• What the task requires: Copy every line of the records below where the word "bool" occurs.

• Available data:
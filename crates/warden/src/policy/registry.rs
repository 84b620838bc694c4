//! The process-wide policy registry: immutable (definition, factory) pairs
//! keyed by (name, version). Registration happens once at startup through
//! the builtin registration hook; afterwards the registry is frozen and all
//! reads go through a lock-free snapshot pointer.

use std::collections::HashMap;
use std::fmt::{Display, Formatter};
use std::sync::Arc;

use arc_swap::ArcSwap;
use parking_lot::Mutex;
use serde::Serialize;

use crate::config::resolve::Resolver;
use crate::policy::{ParamMap, Policy};

#[cfg(test)]
#[path = "registry_tests.rs"]
mod tests;

#[derive(Clone, PartialEq, Eq, Hash, Debug, Serialize)]
pub struct PolicyKey {
	pub name: String,
	pub version: String,
}

impl PolicyKey {
	pub fn new(name: impl Into<String>, version: impl Into<String>) -> Self {
		Self {
			name: name.into(),
			version: version.into(),
		}
	}
}

impl Display for PolicyKey {
	fn fmt(&self, f: &mut Formatter<'_>) -> std::fmt::Result {
		write!(f, "{}/{}", self.name, self.version)
	}
}

/// Static metadata for a policy kind. Immutable after registration.
#[derive(Clone, Debug, Serialize)]
pub struct PolicyDefinition {
	pub name: String,
	pub version: String,
	pub description: String,
	/// Declared init parameters; runtime parameters win on key collision.
	pub init_parameters: ParamMap,
	pub supports_request_phase: bool,
	pub supports_response_phase: bool,
	pub requires_request_body: bool,
	pub requires_response_body: bool,
}

impl PolicyDefinition {
	pub fn key(&self) -> PolicyKey {
		PolicyKey::new(self.name.clone(), self.version.clone())
	}
}

/// A pure constructor: definition plus fully resolved parameters in, policy
/// instance out.
pub trait PolicyFactory: Send + Sync {
	fn create(
		&self,
		definition: &PolicyDefinition,
		params: &ParamMap,
	) -> anyhow::Result<Arc<dyn Policy>>;
}

impl<F> PolicyFactory for F
where
	F: Fn(&PolicyDefinition, &ParamMap) -> anyhow::Result<Arc<dyn Policy>> + Send + Sync,
{
	fn create(
		&self,
		definition: &PolicyDefinition,
		params: &ParamMap,
	) -> anyhow::Result<Arc<dyn Policy>> {
		self(definition, params)
	}
}

#[derive(thiserror::Error, Debug)]
pub enum Error {
	#[error("policy {0} is already registered")]
	Duplicate(PolicyKey),
	#[error("registry is frozen; registration is a startup-only operation")]
	Frozen,
	#[error("unknown policy {0}")]
	Unknown(PolicyKey),
	#[error("resolving configuration for {key}: {source}")]
	Resolve {
		key: PolicyKey,
		source: crate::config::resolve::Error,
	},
	#[error("constructing {key}: {source}")]
	Factory {
		key: PolicyKey,
		source: anyhow::Error,
	},
}

#[derive(Clone)]
struct RegistryEntry {
	definition: Arc<PolicyDefinition>,
	factory: Arc<dyn PolicyFactory>,
}

#[derive(Default)]
struct RegistryState {
	entries: HashMap<PolicyKey, RegistryEntry>,
	frozen: bool,
}

/// A successfully instantiated policy plus everything the chain needs to
/// run it.
pub struct CreatedPolicy {
	pub policy: Arc<dyn Policy>,
	pub definition: Arc<PolicyDefinition>,
	pub params: Arc<ParamMap>,
}

impl std::fmt::Debug for CreatedPolicy {
	fn fmt(&self, f: &mut std::fmt::Formatter<'_>) -> std::fmt::Result {
		f.debug_struct("CreatedPolicy")
			.field("policy", &self.policy.name())
			.field("definition", &self.definition)
			.field("params", &self.params)
			.finish()
	}
}

pub struct Registry {
	state: ArcSwap<RegistryState>,
	// Serializes writers; readers never take it.
	write: Mutex<()>,
}

impl Default for Registry {
	fn default() -> Self {
		Self::new()
	}
}

impl Registry {
	pub fn new() -> Self {
		Self {
			state: ArcSwap::from_pointee(RegistryState::default()),
			write: Mutex::new(()),
		}
	}

	pub fn register(
		&self,
		definition: PolicyDefinition,
		factory: impl PolicyFactory + 'static,
	) -> Result<(), Error> {
		let _guard = self.write.lock();
		let current = self.state.load();
		if current.frozen {
			return Err(Error::Frozen);
		}
		let key = definition.key();
		if current.entries.contains_key(&key) {
			return Err(Error::Duplicate(key));
		}
		let mut entries = current.entries.clone();
		entries.insert(
			key,
			RegistryEntry {
				definition: Arc::new(definition),
				factory: Arc::new(factory),
			},
		);
		self.state.store(Arc::new(RegistryState {
			entries,
			frozen: false,
		}));
		Ok(())
	}

	/// Rejects all further registration. Called once startup registration
	/// completes.
	pub fn freeze(&self) {
		let _guard = self.write.lock();
		let current = self.state.load();
		self.state.store(Arc::new(RegistryState {
			entries: current.entries.clone(),
			frozen: true,
		}));
	}

	pub fn definition(&self, name: &str, version: &str) -> Option<Arc<PolicyDefinition>> {
		self
			.state
			.load()
			.entries
			.get(&PolicyKey::new(name, version))
			.map(|e| e.definition.clone())
	}

	pub fn factory(&self, name: &str, version: &str) -> Option<Arc<dyn PolicyFactory>> {
		self
			.state
			.load()
			.entries
			.get(&PolicyKey::new(name, version))
			.map(|e| e.factory.clone())
	}

	pub fn len(&self) -> usize {
		self.state.load().entries.len()
	}

	pub fn is_empty(&self) -> bool {
		self.state.load().entries.is_empty()
	}

	/// Merges init parameters with runtime parameters (runtime wins),
	/// expands `${…}` references, and invokes the factory. Errors here are
	/// fatal to the enclosing route chain entry, never to the process.
	pub fn create_instance(
		&self,
		name: &str,
		version: &str,
		runtime_params: &ParamMap,
		resolver: &Resolver,
	) -> Result<CreatedPolicy, Error> {
		let key = PolicyKey::new(name, version);
		let entry = {
			let state = self.state.load();
			state
				.entries
				.get(&key)
				.cloned()
				.ok_or_else(|| Error::Unknown(key.clone()))?
		};
		let mut merged = entry.definition.init_parameters.clone();
		for (k, v) in runtime_params {
			merged.insert(k.clone(), v.clone());
		}
		let resolved = resolver
			.resolve_params(&merged)
			.map_err(|source| Error::Resolve {
				key: key.clone(),
				source,
			})?;
		let policy = entry
			.factory
			.create(&entry.definition, &resolved)
			.map_err(|source| Error::Factory { key, source })?;
		Ok(CreatedPolicy {
			policy,
			definition: entry.definition.clone(),
			params: Arc::new(resolved),
		})
	}
}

• Exercise answer:
	pub supports_request_phase: bool,
	pub supports_response_phase: bool,
	pub requires_request_body: bool,
	pub requires_response_body: bool,
	frozen: bool,
	pub fn is_empty(&self) -> bool {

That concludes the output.